(Stored data entries)
//! The document scope.
//!
//! A [`Page`] owns one element tree plus the listeners attached to its
//! elements. Every [`Html`] wrapper borrows the page it was created from, and
//! the document-scoped queries (`qs`, `qsa`, selector resolution) search this
//! page's tree rather than any process-wide document.

use std::cell::RefCell;
use std::fmt;

use tracing::{debug, trace};

use crate::dom::{self, Document, NodeRef, StrTendril};
use crate::error::{Error, Result};
use crate::events::{Event, Listener, ListenerStore, Phase};
use crate::html::Html;
use crate::options::Options;
use crate::resolve::{ElementRef, Resolution};

/// An element tree and its event listeners.
///
/// Listeners are keyed by element and live as long as the page. Detaching an
/// element with [`Html::cleanup`] or [`Html::clear`] does not unregister its
/// listeners: they stay in place (and fire again if the element is
/// re-inserted and receives an event) until removed with [`Html::un`] or the
/// page is dropped.
pub struct Page {
    doc: Document,
    listeners: RefCell<ListenerStore>,
    options: Options,
}

impl Default for Page {
    fn default() -> Self {
        Self::new()
    }
}

impl Page {
    /// An empty document (`<html><head></head><body></body></html>`).
    #[must_use]
    pub fn new() -> Self {
        Self::from_html("")
    }

    /// Parse `html` into a new page with default options.
    #[must_use]
    pub fn from_html(html: &str) -> Self {
        Self::with_options(html, Options::default())
    }

    /// Parse `html` into a new page with custom options.
    #[must_use]
    pub fn with_options(html: &str, options: Options) -> Self {
        Self {
            doc: dom::parse(html),
            listeners: RefCell::new(ListenerStore::default()),
            options,
        }
    }

    /// Options this page was created with.
    #[must_use]
    pub fn options(&self) -> &Options {
        &self.options
    }

    /// The underlying document.
    #[must_use]
    pub fn document(&self) -> &Document {
        &self.doc
    }

    /// The document node. Static queries search beneath it.
    #[must_use]
    pub fn root(&self) -> NodeRef<'_> {
        self.doc.root()
    }

    /// Wrapper for `<body>`, if the document has one.
    #[must_use]
    pub fn body(&self) -> Option<Html<'_>> {
        self.doc
            .select("body")
            .nodes()
            .first()
            .map(|node| Html::adopt(self, node.clone()))
    }

    /// Serialized document markup.
    #[must_use]
    pub fn html(&self) -> StrTendril {
        self.doc.html()
    }

    /// Create a new, detached element wrapped in an [`Html`].
    pub fn create(&self, tag: &str) -> Result<Html<'_>> {
        Html::new(self, tag)
    }

    /// Create a detached element. An empty tag uses `Options::default_tag`.
    pub(crate) fn create_element(&self, tag: &str) -> Result<NodeRef<'_>> {
        let tag = tag.trim();
        let tag = if tag.is_empty() {
            self.options.default_tag.as_str()
        } else {
            tag
        };
        if !dom::is_valid_tag_name(tag) {
            return Err(Error::InvalidTagName(tag.to_string()));
        }
        let node = self.doc.tree.new_element(&tag.to_ascii_lowercase());
        trace!(tag, node = ?node.id, "created element");
        Ok(node)
    }

    // === Static queries ===

    /// First element in the document matching `selector`, unwrapped.
    pub fn query(&self, selector: &str) -> Result<Option<NodeRef<'_>>> {
        let matcher = dom::compile_selector(selector)?;
        Ok(dom::query_selector(&self.root(), &matcher))
    }

    /// First element in the document matching `selector`, wrapped.
    /// `None` when nothing matches.
    pub fn qs(&self, selector: &str) -> Result<Option<Html<'_>>> {
        self.qs_in(&self.root(), selector)
    }

    /// Every element in the document matching `selector`, wrapped, in
    /// document order. `None` (not an empty vector) when nothing matches.
    pub fn qsa(&self, selector: &str) -> Result<Option<Vec<Html<'_>>>> {
        self.qsa_in(&self.root(), selector)
    }

    /// First descendant of `scope` matching `selector`, wrapped.
    pub(crate) fn qs_in<'a>(
        &'a self,
        scope: &NodeRef<'a>,
        selector: &str,
    ) -> Result<Option<Html<'a>>> {
        let matcher = dom::compile_selector(selector)?;
        Ok(dom::query_selector(scope, &matcher).map(|node| Html::adopt(self, node)))
    }

    /// Every descendant of `scope` matching `selector`, wrapped. An empty
    /// result is `None`.
    pub(crate) fn qsa_in<'a>(
        &'a self,
        scope: &NodeRef<'a>,
        selector: &str,
    ) -> Result<Option<Vec<Html<'a>>>> {
        let matcher = dom::compile_selector(selector)?;
        let nodes = dom::query_selector_all(scope, &matcher);
        if nodes.is_empty() {
            return Ok(None);
        }
        Ok(Some(
            nodes.into_iter().map(|node| Html::adopt(self, node)).collect(),
        ))
    }

    /// Adopt an element, or look one up if given a selector.
    #[allow(clippy::wrong_self_convention)]
    pub fn from_target<'a, 'r>(
        &'a self,
        target: impl Into<ElementRef<'a, 'r>>,
    ) -> Result<Option<Html<'a>>>
    where
        'a: 'r,
    {
        Ok(self
            .resolve(target, Resolution::Advisory)?
            .map(|node| Html::adopt(self, node)))
    }

    // === Resolution ===

    /// Resolve an element-like input, failing if it names nothing.
    pub fn get_element<'a, 'r>(
        &'a self,
        target: impl Into<ElementRef<'a, 'r>>,
    ) -> Result<NodeRef<'a>>
    where
        'a: 'r,
    {
        match self.resolve(target, Resolution::Strict)? {
            Some(node) => Ok(node),
            None => Err(Error::InvalidReference("unresolved element".to_string())),
        }
    }

    /// Resolve an element-like input.
    ///
    /// Elements are returned as-is, wrappers yield their current element and
    /// selectors are looked up in this document. A selector with no match is an
    /// error under [`Resolution::Strict`] and `Ok(None)` under
    /// [`Resolution::Advisory`]. A malformed selector is always an error, and
    /// so is an element or wrapper belonging to another page
    /// ([`Error::WrongDocument`]).
    pub fn resolve<'a, 'r>(
        &'a self,
        target: impl Into<ElementRef<'a, 'r>>,
        resolution: Resolution,
    ) -> Result<Option<NodeRef<'a>>>
    where
        'a: 'r,
    {
        match target.into() {
            ElementRef::Element(node) => self.owned(node).map(Some),
            ElementRef::Wrapper(html) => {
                if !std::ptr::eq(html.page(), self) {
                    return Err(foreign(html.elm()));
                }
                self.owned(html.elm().clone()).map(Some)
            }
            ElementRef::Selector(selector) => match self.query(selector)? {
                Some(node) => Ok(Some(node)),
                None if resolution == Resolution::Strict => Err(Error::InvalidReference(
                    format!("no element matches {selector:?}"),
                )),
                None => {
                    debug!(selector, "advisory target not found, skipping");
                    Ok(None)
                }
            },
        }
    }

    /// Whether `node` belongs to this page's tree, attached or not.
    #[must_use]
    pub fn owns(&self, node: &NodeRef) -> bool {
        std::ptr::eq(node.tree, &self.doc.tree)
    }

    fn owned<'a>(&self, node: NodeRef<'a>) -> Result<NodeRef<'a>> {
        if self.owns(&node) {
            Ok(node)
        } else {
            Err(foreign(&node))
        }
    }

    /// Whether `node` is reachable from the document node.
    #[must_use]
    pub fn is_attached(&self, node: &NodeRef) -> bool {
        self.owns(node) && dom::tree_root(node).id == self.root().id
    }

    // === Events ===

    pub(crate) fn add_listener(&self, node: &NodeRef, event: &str, listener: &Listener) {
        let added = self.listeners.borrow_mut().add(
            node.id,
            event,
            listener.clone(),
            self.options.dedupe_listeners,
        );
        if !added {
            trace!(event, node = ?node.id, "listener already registered");
        }
    }

    pub(crate) fn remove_listener(&self, node: &NodeRef, event: &str, listener: &Listener) {
        if !self.listeners.borrow_mut().remove(node.id, event, listener) {
            trace!(event, node = ?node.id, "no matching listener to remove");
        }
    }

    /// Number of listeners registered on `node` for `event`.
    #[must_use]
    pub fn listener_count(&self, node: &NodeRef, event: &str) -> usize {
        self.listeners.borrow().count(node.id, event)
    }

    /// Dispatch a synthetic event at `target`.
    ///
    /// Listeners on the target run first, then listeners on each ancestor up to
    /// the document node. Each element's listener list is snapshotted before
    /// its listeners run, so listeners may attach or detach others freely.
    pub fn dispatch(&self, target: &NodeRef, event_type: &str) -> Event {
        let event = Event::new(event_type, target.id);
        debug!(event = event_type, target = ?target.id, "dispatching event");

        let mut cursor = Some(target.clone());
        let mut phase = Phase::AtTarget;
        while let Some(node) = cursor {
            event.enter(node.id, phase);
            let listeners = self.listeners.borrow().get(node.id, event_type);
            for listener in listeners {
                listener(&event);
                if event.immediate_stopped() {
                    break;
                }
            }
            if event.propagation_stopped() {
                break;
            }
            cursor = node.parent();
            phase = Phase::Bubbling;
        }

        event.finish();
        event
    }
}

fn foreign(node: &NodeRef) -> Error {
    Error::WrongDocument {
        child: dom::tag_name(node).unwrap_or_default(),
    }
}

impl fmt::Debug for Page {
    fn fmt(&self, f: &mut fmt::Formatter<'_>) -> fmt::Result {
        f.debug_struct("Page")
            .field("options", &self.options)
            .field("listeners", &self.listeners.borrow())
            .finish_non_exhaustive()
    }
}

#[cfg(test)]
mod tests {
    use super::*;

    #[test]
    fn test_new_page_has_body() {
        let page = Page::new();
        let body = page.body().unwrap();
        assert_eq!(body.tag_name(), "body");
        assert!(body.get_html().is_empty());
    }

    #[test]
    fn test_create_element_uses_default_tag() {
        let page = Page::new();
        let node = page.create_element("").unwrap();
        assert_eq!(dom::tag_name(&node).as_deref(), Some("div"));

        let page = Page::with_options(
            "",
            Options {
                default_tag: "section".to_string(),
                ..Options::default()
            },
        );
        let node = page.create_element("  ").unwrap();
        assert_eq!(dom::tag_name(&node).as_deref(), Some("section"));
    }

    #[test]
    fn test_create_element_lowercases_and_validates() {
        let page = Page::new();
        let node = page.create_element("SPAN").unwrap();
        assert_eq!(dom::tag_name(&node).as_deref(), Some("span"));

        assert!(matches!(
            page.create_element("bad tag"),
            Err(Error::InvalidTagName(tag)) if tag == "bad tag"
        ));
    }

    #[test]
    fn test_created_element_is_detached() {
        let page = Page::new();
        let node = page.create_element("p").unwrap();
        assert!(!page.is_attached(&node));
        assert!(page.query("p").unwrap().is_none());
    }

    #[test]
    fn test_resolve_strategies() {
        let page = Page::from_html(r#"<div id="a"></div>"#);

        let found = page.resolve("#a", Resolution::Strict).unwrap().unwrap();
        assert_eq!(dom::get_attribute(&found, "id").as_deref(), Some("a"));

        assert!(matches!(
            page.resolve("#missing", Resolution::Strict),
            Err(Error::InvalidReference(_))
        ));
        assert_eq!(
            page.resolve("#missing", Resolution::Advisory).unwrap().map(|n| n.id),
            None
        );
        assert!(matches!(
            page.resolve("[[", Resolution::Advisory),
            Err(Error::InvalidSelector(_))
        ));
    }

    #[test]
    fn test_resolve_wrapper_uses_current_binding() {
        let page = Page::from_html(r#"<p id="one"></p><p id="two"></p>"#);
        let mut html = page.qs("#one").unwrap().unwrap();
        let two = page.query("#two").unwrap().unwrap();
        html.swap_ref(two.clone());

        let resolved = page.get_element(&html).unwrap();
        assert_eq!(resolved.id, two.id);
    }

    #[test]
    fn test_resolve_rejects_other_pages() {
        let here = Page::from_html(r#"<div id="a"></div>"#);
        let there = Page::from_html(r#"<span id="b"></span>"#);
        let node = there.query("#b").unwrap().unwrap();
        let wrapper = there.qs("#b").unwrap().unwrap();

        assert!(!here.owns(&node));
        assert!(!here.is_attached(&node));
        assert!(matches!(
            here.resolve(&node, Resolution::Advisory),
            Err(Error::WrongDocument { child }) if child == "span"
        ));
        assert!(matches!(
            here.get_element(&wrapper),
            Err(Error::WrongDocument { .. })
        ));
        assert!(here.from_target(&node).is_err());
        assert!(there.owns(&node));
    }

    #[test]
    fn test_scoped_queries_share_null_on_no_match() {
        let page = Page::from_html(r#"<ul id="l"><li>1</li><li>2</li></ul><li>3</li>"#);
        let list = page.query("#l").unwrap().unwrap();

        assert_eq!(page.qsa_in(&list, "li").unwrap().map(|v| v.len()), Some(2));
        assert_eq!(page.qsa("li").unwrap().map(|v| v.len()), Some(3));
        assert!(page.qsa_in(&list, "p").unwrap().is_none());
        assert!(page.qs_in(&list, "p").unwrap().is_none());
        assert_eq!(page.qs_in(&list, "li").unwrap().unwrap().get_text().as_ref(), "1");
        assert!(matches!(page.qsa_in(&list, "[["), Err(Error::InvalidSelector(_))));
    }

    #[test]
    fn test_dispatch_without_listeners_completes() {
        let page = Page::from_html("<button>go</button>");
        let button = page.query("button").unwrap().unwrap();
        let event = page.dispatch(&button, "click");
        assert_eq!(event.event_type(), "click");
        assert_eq!(event.target(), button.id);
        assert_eq!(event.phase(), Phase::None);
        assert!(!event.propagation_stopped());
    }
}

Exercise requirements — Restate exactly the records above from their first line through the line that holds "pub struct Page", please, including both and leaving out all others.

Response to the task —
//! The document scope.
//!
//! A [`Page`] owns one element tree plus the listeners attached to its
//! elements. Every [`Html`] wrapper borrows the page it was created from, and
//! the document-scoped queries (`qs`, `qsa`, selector resolution) search this
//! page's tree rather than any process-wide document.

use std::cell::RefCell;
use std::fmt;

use tracing::{debug, trace};

use crate::dom::{self, Document, NodeRef, StrTendril};
use crate::error::{Error, Result};
use crate::events::{Event, Listener, ListenerStore, Phase};
use crate::html::Html;
use crate::options::Options;
use crate::resolve::{ElementRef, Resolution};

/// An element tree and its event listeners.
///
/// Listeners are keyed by element and live as long as the page. Detaching an
/// element with [`Html::cleanup`] or [`Html::clear`] does not unregister its
/// listeners: they stay in place (and fire again if the element is
/// re-inserted and receives an event) until removed with [`Html::un`] or the
/// page is dropped.
pub struct Page {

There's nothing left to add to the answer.